Written by BonsaiBrain. Posted in Uncategorised

Liebe Leser

Lang ist es her, dass wir etwas gebaut haben, was keiner Verschwiegenheitsvereinbarung unterliegt, doch heute ist es soweit:
Wir präsentieren stolz die neueste Entwicklung: Eine Bluetooth Aktivlautsprecherbox

Angefangen hat es mit der Idee, einen Adapter für's Smartphone zu drucken:

trompete web

Quelle: https://www.thingiverse.com/thing:1112960

Mit dieser Trompete erzeugt man aus dem mini Smartphone Lautsprecher beachtlichen Krach.
Nachteil: Der Bass fehlt komplett

Jetzt gibt es von diversen Anbietern Aktivlautsprecher für's Smartphone, doch möchte man etwas besseres haben, zahlt man gleich 200€.
Die kleineren Boxen haben meißt nicht wirklich viel Akku, und auch hier lässt der Bass zu wünschen übrig.

Nachdem ich sowohl eine sehr lange Akkulaufzeit, als auch einen wirklich satten Bass wollte, blieb nichts anderes übrig, als sich selbst eine "Boombox" zu bauen.

Lautsprecher bauen ist eine Wissenschaft für sich.
Die wirklichen Profis berechnen die Gehäuse für ihre Lautsprecher akribisch an Hand von Qts Werten der Chassis.
Im Netz findet man diverse Rechner für geschlossene Gehäuse und Bassreflex Boxen.
Hier gibt man die vom Hersteller angegebenen Thiele-Small-Parameter ein und erhält eine Hausnummer der zu verwendeten Gehäusegröße und Durchmesser und Länge des Bassreflexrohres.
Unglücklicherweise weichen die errechneten Werte auf unterschiedlichen Rechnern leicht voneinander ab, so dass ein Laie hier schnell verwirrt ist.

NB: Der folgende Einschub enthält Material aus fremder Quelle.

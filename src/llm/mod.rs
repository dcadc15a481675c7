//! LLM integration.
//!
//! Supports three backends, picked by which API key is present:
//! - **OpenAI** (`OPENAI_API_KEY`, `OPENAI_MODEL`)
//! - **Mistral** (`MISTRAL_API_KEY`, `MISTRAL_MODEL`)
//! - **Gemini** (`GEMINI_API_KEY`, `GEMINI_MODEL`)
//!
//! Clients are placeholders: they answer with a fixed notice instead of
//! calling the vendor API. With no key at all, [`UnconfiguredProvider`]
//! fails every request with
//! [`LlmError::NotConfigured`](crate::error::LlmError::NotConfigured).

pub mod provider;

pub use provider::{Completion, LlmProvider, StubProvider, UnconfiguredProvider};

use std::sync::Arc;

use secrecy::{ExposeSecret, SecretString};

/// Supported LLM backends, in selection order.
#[derive(Debug, Clone, Copy, PartialEq, Eq)]
pub enum LlmBackend {
    OpenAi,
    Mistral,
    Gemini,
}

impl LlmBackend {
    pub const ALL: [LlmBackend; 3] = [Self::OpenAi, Self::Mistral, Self::Gemini];

    pub fn as_str(&self) -> &'static str {
        match self {
            Self::OpenAi => "openai",
            Self::Mistral => "mistral",
            Self::Gemini => "gemini",
        }
    }

    pub fn display_name(&self) -> &'static str {
        match self {
            Self::OpenAi => "OpenAI",
            Self::Mistral => "Mistral",
            Self::Gemini => "Gemini",
        }
    }

    fn key_var(&self) -> &'static str {
        match self {
            Self::OpenAi => "OPENAI_API_KEY",
            Self::Mistral => "MISTRAL_API_KEY",
            Self::Gemini => "GEMINI_API_KEY",
        }
    }

    fn model_var(&self) -> &'static str {
        match self {
            Self::OpenAi => "OPENAI_MODEL",
            Self::Mistral => "MISTRAL_MODEL",
            Self::Gemini => "GEMINI_MODEL",
        }
    }

    pub fn default_model(&self) -> &'static str {
        match self {
            Self::OpenAi => "gpt-5",
            Self::Mistral => "mistral-large-latest",
            Self::Gemini => "gemini-1.5-pro",
        }
    }
}

/// Configuration for creating an LLM provider.
#[derive(Debug, Clone)]
pub struct LlmConfig {
    pub backend: LlmBackend,
    pub api_key: SecretString,
    pub model: String,
}

impl LlmConfig {
    /// First backend with a non-empty API key in the environment.
    pub fn from_env() -> Option<Self> {
        Self::from_lookup(|key| std::env::var(key).ok())
    }

    /// Same as [`LlmConfig::from_env`] over an arbitrary variable source.
    pub fn from_lookup(lookup: impl Fn(&str) -> Option<String>) -> Option<Self> {
        LlmBackend::ALL.into_iter().find_map(|backend| {
            let key = lookup(backend.key_var()).filter(|k| !k.trim().is_empty())?;
            let model = lookup(backend.model_var())
                .filter(|m| !m.trim().is_empty())
                .unwrap_or_else(|| backend.default_model().to_string());
            Some(Self {
                backend,
                api_key: SecretString::from(key),
                model,
            })
        })
    }

    pub fn has_key(&self) -> bool {
        !self.api_key.expose_secret().is_empty()
    }
}

/// Create an LLM provider from optional configuration.
pub fn create_provider(config: Option<&LlmConfig>) -> Arc<dyn LlmProvider> {
    match config {
        Some(config) if config.has_key() => {
            tracing::info!(
                "Using {} (model: {})",
                config.backend.display_name(),
                config.model
            );
            Arc::new(StubProvider::new(config.backend, &config.model))
        }
        _ => {
            tracing::debug!("No LLM API key configured");
            Arc::new(UnconfiguredProvider)
        }
    }
}

#[cfg(test)]
mod tests {
    use std::collections::HashMap;

    use super::*;
    use crate::error::LlmError;

    fn lookup(vars: &[(&str, &str)]) -> impl Fn(&str) -> Option<String> {
        let map: HashMap<String, String> = vars
            .iter()
            .map(|(k, v)| (k.to_string(), v.to_string()))
            .collect();
        move |k| map.get(k).cloned()
    }

    #[test]
    fn test_no_keys_means_no_config() {
        assert!(LlmConfig::from_lookup(lookup(&[])).is_none());
        assert!(LlmConfig::from_lookup(lookup(&[("OPENAI_API_KEY", "  ")])).is_none());
    }

    #[test]
    fn test_openai_wins_over_others() {
        let cfg = LlmConfig::from_lookup(lookup(&[
            ("GEMINI_API_KEY", "g"),
            ("MISTRAL_API_KEY", "m"),
            ("OPENAI_API_KEY", "o"),
        ]))
        .unwrap();
        assert_eq!(cfg.backend, LlmBackend::OpenAi);
        assert_eq!(cfg.model, "gpt-5");
        assert_eq!(cfg.api_key.expose_secret(), "o");
    }

    #[test]
    fn test_mistral_before_gemini_with_model_override() {
        let cfg = LlmConfig::from_lookup(lookup(&[
            ("GEMINI_API_KEY", "g"),
            ("MISTRAL_API_KEY", "m"),
            ("MISTRAL_MODEL", "mistral-small"),
        ]))
        .unwrap();
        assert_eq!(cfg.backend, LlmBackend::Mistral);
        assert_eq!(cfg.model, "mistral-small");
    }

    #[test]
    fn test_gemini_default_model() {
        let cfg = LlmConfig::from_lookup(lookup(&[("GEMINI_API_KEY", "g")])).unwrap();
        assert_eq!(cfg.backend, LlmBackend::Gemini);
        assert_eq!(cfg.model, "gemini-1.5-pro");
    }

    #[tokio::test]
    async fn test_unconfigured_provider_errors() {
        let provider = create_provider(None);
        let err = provider.complete("sys", "user").await.unwrap_err();
        assert!(matches!(err, LlmError::NotConfigured));
        assert!(err.to_string().contains("OPENAI_API_KEY"));
    }

    #[tokio::test]
    async fn test_configured_provider_answers() {
        let config = LlmConfig {
            backend: LlmBackend::Mistral,
            api_key: SecretString::from("m-test"),
            model: "mistral-large-latest".to_string(),
        };
        let provider = create_provider(Some(&config));
        assert_eq!(provider.provider_name(), "mistral");
        assert_eq!(provider.model_name(), "mistral-large-latest");

        let completion = provider.complete("sys", "user").await.unwrap();
        assert_eq!(completion.provider, "mistral");
        assert!(completion.text.starts_with("(stub)"));
    }
}
//! Shell-style path patterns (`fnmatch` semantics).
//!
//! `*` matches any run of characters, `/` included, `?` matches exactly one
//! character, and `[seq]` / `[!seq]` are character classes. Patterns are
//! anchored at both ends and case-sensitive.

use regex::Regex;

/// A compiled path glob.
#[derive(Debug, Clone)]
pub struct GlobPattern {
    source: String,
    regex: Regex,
}

impl GlobPattern {
    /// Compile a glob pattern.
    pub fn new(pattern: &str) -> Result<Self, regex::Error> {
        let regex = Regex::new(&translate(pattern))?;
        Ok(Self {
            source: pattern.to_string(),
            regex,
        })
    }

    /// Whether `path` matches this pattern in full.
    pub fn matches(&self, path: &str) -> bool {
        self.regex.is_match(path)
    }

    /// The pattern as written in the policy file.
    pub fn as_str(&self) -> &str {
        &self.source
    }
}

/// Translate a glob into an anchored regular expression.
fn translate(pattern: &str) -> String {
    let chars: Vec<char> = pattern.chars().collect();
    let n = chars.len();
    let mut out = String::from("(?s)^");
    let mut i = 0;

    while i < n {
        let c = chars[i];
        i += 1;
        match c {
            '*' => {
                // Consecutive stars collapse into one.
                while i < n && chars[i] == '*' {
                    i += 1;
                }
                out.push_str(".*");
            }
            '?' => out.push('.'),
            '[' => {
                let mut j = i;
                if j < n && chars[j] == '!' {
                    j += 1;
                }
                if j < n && chars[j] == ']' {
                    j += 1;
                }
                while j < n && chars[j] != ']' {
                    j += 1;
                }
                if j >= n {
                    // Unterminated class is a literal bracket.
                    out.push_str(r"\[");
                } else {
                    let mut class = &chars[i..j];
                    i = j + 1;
                    out.push('[');
                    if class.first() == Some(&'!') {
                        out.push('^');
                        class = &class[1..];
                    }
                    for &member in class {
                        push_class_member(&mut out, member);
                    }
                    out.push(']');
                }
            }
            other => out.push_str(&regex::escape(other.encode_utf8(&mut [0u8; 4]))),
        }
    }

    out.push('$');
    out
}

fn push_class_member(out: &mut String, c: char) {
    match c {
        '-' => out.push('-'),
        '<' | '>' => out.push(c),
        c if c.is_ascii_punctuation() => {
            out.push('\\');
            out.push(c);
        }
        c => out.push(c),
    }
}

Nach intensiver Recherche in diversen Foren und Befragung von Leuten, welche Erfahrung im Lautsprecherbau haben, hat sich herausgestellt,
dass die errechneten Werte mit Vorsicht zu genießen sind und eben nur eine Hausnummer darstellen.

Wie der Lautsprecher am Ende klingt, hängt auch stark von den verwendeten Materialien und der Füllung des Lautsprechers ab.
Will man hier wissenschaftlich arbeiten, bleibt einem nichts anderes übrig, als den Klang des fertigen Lautsprechers zu messen und durch gezieltes Füllen mit Dämmwolle und/oder Veränderung des Bassreflexrohres den Klang so zu variieren, bis man akzeptable Messergebnisse erhält.

Nur zum eigentlichen Bau:
In einem alten 3D Drucker Prototyp von uns steckte noch ein fast unbenutzter, sehr starker LiFePO4-Akku mit 14,6V und 17Ah.
Auf den üblichen verdächtigen Internetplatformen haben wir dann für insgesamt unter 100 € ein 2.1 Bluetooth Modul mit 2x50Watt + 1x100Watt Subwoofer und die dazu passenden Chassis gefunden.

elektronik web
Nachdem die Gehäusegrößen errechnet wurden, musste eine hierfür passende Box her.
Glücklicherweise fand sich hier eine Transportbox aus 15mm Sperrholz, zufällig in genau der passenden Größe:

holzbox web

Noch gar nicht angefangen und schon Arbeit gespart.
Zunächst wurde die Position für die Elektronik ermittelt und in die Holzbox entsprechende Ausschnitte für die Bedienelemente geschnitten.
Aus Sperrholz-Reststücken wurden dann die Kammern für die errechneten Volumina erzeugt.

holzbox kammern web

Für die Bedienelemente wurden dann Acrylblenden entworfen und am Lasercutter graviert und ausgeschnitten.
Um zu testen, ob alles passt, wurden die Blenden zunächst aus Reststücken gelasert.

frontblende web

Der Deckel wurde verworfen. Dafür wurden aus 10mm Acryl entsprechende Blenden mit den Ausschnitten für die Chassis am Lasercutter geschitten.

box mit front lundr web

Nachdem die Position und Größe der Acrylteile gepasst hat, wurden diese lackiert, mit einem schicken Logo graviert und zusammengeklebt.

frontblende lackiert web

Das Label KrautLautOne erklärt sich recht simpel: "Kraut", wie mein Nachname, "Laut", weil es Laut sein soll und "One", weil es das erste seiner Art ist.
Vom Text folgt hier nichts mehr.